SENTENZA 16 GENNAIO 1987 N. 26

(...)

"Considerato in diritto":

1. - La richiesta di "referendum" abrogativo, dichiarata legittima con ordinanza del 15 dicembre 1986 dall'Ufficio centrale per il "referendum" costituito presso la Corte di cassazione, ha per oggetto gli artt. 55, 56 e 74 del codice di procedura civile, approvato con regio decreto 28 ottobre 1940, n. 1443. Fra essi, l'art. 55 delimita i casi nei quali il giudice è civilmente responsabile; l'art. 56 condiziona in vario modo l'esercizio della relativa azione; l'art. 74 estende tali norme anche ai magistrati del pubblico ministero che intervengono nel processo civile.

2. - La richiesta referendaria deve essere ammessa.

Non è dato, infatti, di ravvisare né alcuna della cause ostative espressamente indicate nell'art. 75, secondo comma, della Costituzione, né alcuna delle ragioni di inammissibilità desumibili dall'ordinamento costituzionale (v. sentenza n. 16 del 1978).

3. - Più in particolare, non appare seriamente contestabile l'omogeneità ed univocità di un quesito con cui si viene a coinvolgere nella sua interezza lo specifico regime che, allo stato attuale della legislazione, contraddistingue la responsabilità civile dei magistrati.

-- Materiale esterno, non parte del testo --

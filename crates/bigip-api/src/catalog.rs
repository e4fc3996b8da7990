// Resource catalog for iControl REST object categories.
//
// Each API module (ltm, net, cm) owns a closed set of category names
// mapping to `mgmt/tm/<module>/<category>` paths. Lookups are validated
// here, before any network call, so a typo never produces an HTTP 404
// that looks like an appliance problem.

use std::fmt;

use crate::error::Error;

/// Local Traffic Manager object categories (`mgmt/tm/ltm/...`).
pub const LTM_CATEGORIES: &[&str] = &[
    "auth",
    "cipher",
    "data-group",
    "dns",
    "global-settings",
    "html-rule",
    "message-routing",
    "monitor",
    "persistence",
    "profile",
    "tacdb",
    "default-node-monitor",
    "eviction-policy",
    "ifile",
    "nat",
    "node",
    "policy",
    "policy-strategy",
    "pool",
    "rule",
    "rule-profiler",
    "snat",
    "snat-translation",
    "snatpool",
    "traffic-class",
    "traffic-matching-criteria",
    "virtual",
    "virtual-address",
];

/// Network object categories (`mgmt/tm/net/...`).
pub const NET_CATEGORIES: &[&str] = &[
    "bwc",
    "cos",
    "fdb",
    "ipsec",
    "rate-shaping",
    "routing",
    "sfc",
    "tunnels",
    "address-list",
    "arp",
    "dag-globals",
    "dns-resolver",
    "interface",
    "lacp-globals",
    "lldp-globals",
    "multicast-globals",
    "ndp",
    "packet-filter",
    "packet-filter-trusted",
    "port-list",
    "port-mirror",
    "route",
    "route-domain",
    "router-advertisement",
    "self",
    "self-allow",
    "service-policy",
    "stp",
    "stp-globals",
    "timer-policy",
    "trunk",
    "vlan",
    "vlan-group",
    "wccp",
];

/// Cluster management object categories (`mgmt/tm/cm/...`).
pub const CM_CATEGORIES: &[&str] = &[
    "device",
    "device-group",
    "sync-status",
    "traffic-group",
    "trust-domain",
];

/// The three iControl REST API namespaces partitioning object categories.
///
/// A category name is only meaningful within one module -- there is no
/// cross-module fallback ("interface" is a `net` category and nothing else).
#[derive(Debug, Clone, Copy, PartialEq, Eq, Hash)]
pub enum Module {
    /// Local Traffic Manager: pools, nodes, virtual servers, rules, ...
    Ltm,
    /// Network: vlans, interfaces, routes, self IPs, ...
    Net,
    /// Cluster management: devices, device groups, traffic groups.
    Cm,
}

impl Module {
    /// The URL path segment for this module.
    pub fn path_segment(self) -> &'static str {
        match self {
            Self::Ltm => "ltm",
            Self::Net => "net",
            Self::Cm => "cm",
        }
    }

    /// The closed category set registered for this module.
    pub fn categories(self) -> &'static [&'static str] {
        match self {
            Self::Ltm => LTM_CATEGORIES,
            Self::Net => NET_CATEGORIES,
            Self::Cm => CM_CATEGORIES,
        }
    }
}

impl fmt::Display for Module {
    fn fmt(&self, f: &mut fmt::Formatter<'_>) -> fmt::Result {
        f.write_str(self.path_segment())
    }
}

/// Resolve an object category to its relative REST path.
///
/// Returns `mgmt/tm/<module>/<category>` or `Error::UnknownCategory`
/// listing the module's valid set. Never performs I/O.
pub fn resolve(module: Module, category: &str) -> Result<String, Error> {
    let valid = module.categories();
    if !valid.contains(&category) {
        return Err(Error::UnknownCategory {
            module,
            category: category.to_owned(),
            valid,
        });
    }
    Ok(format!("mgmt/tm/{}/{category}", module.path_segment()))
}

Del pari, non sembra sostenibile che si sia in presenza di disposizioni legislative assimilabili alle norme costituzionali sotto il profilo della resistenza all'abrogazione e, quindi, tali da fruire di una precisa "copertura costituzionale": gli articoli del codice di procedura civile oggetto del quesito referendario non sono certo dotati di una forza passiva che li renda insuscettibili di essere validamente abrogati da una legge ordinaria successiva.

Né può dirsi, infine, che si tratti di disposizioni legislative "a contenuto costituzionalmente vincolato", nel senso che esse, considerate nel loro nucleo normativo, darebbero vita all'unica disciplina della materia consentita dalla Costituzione.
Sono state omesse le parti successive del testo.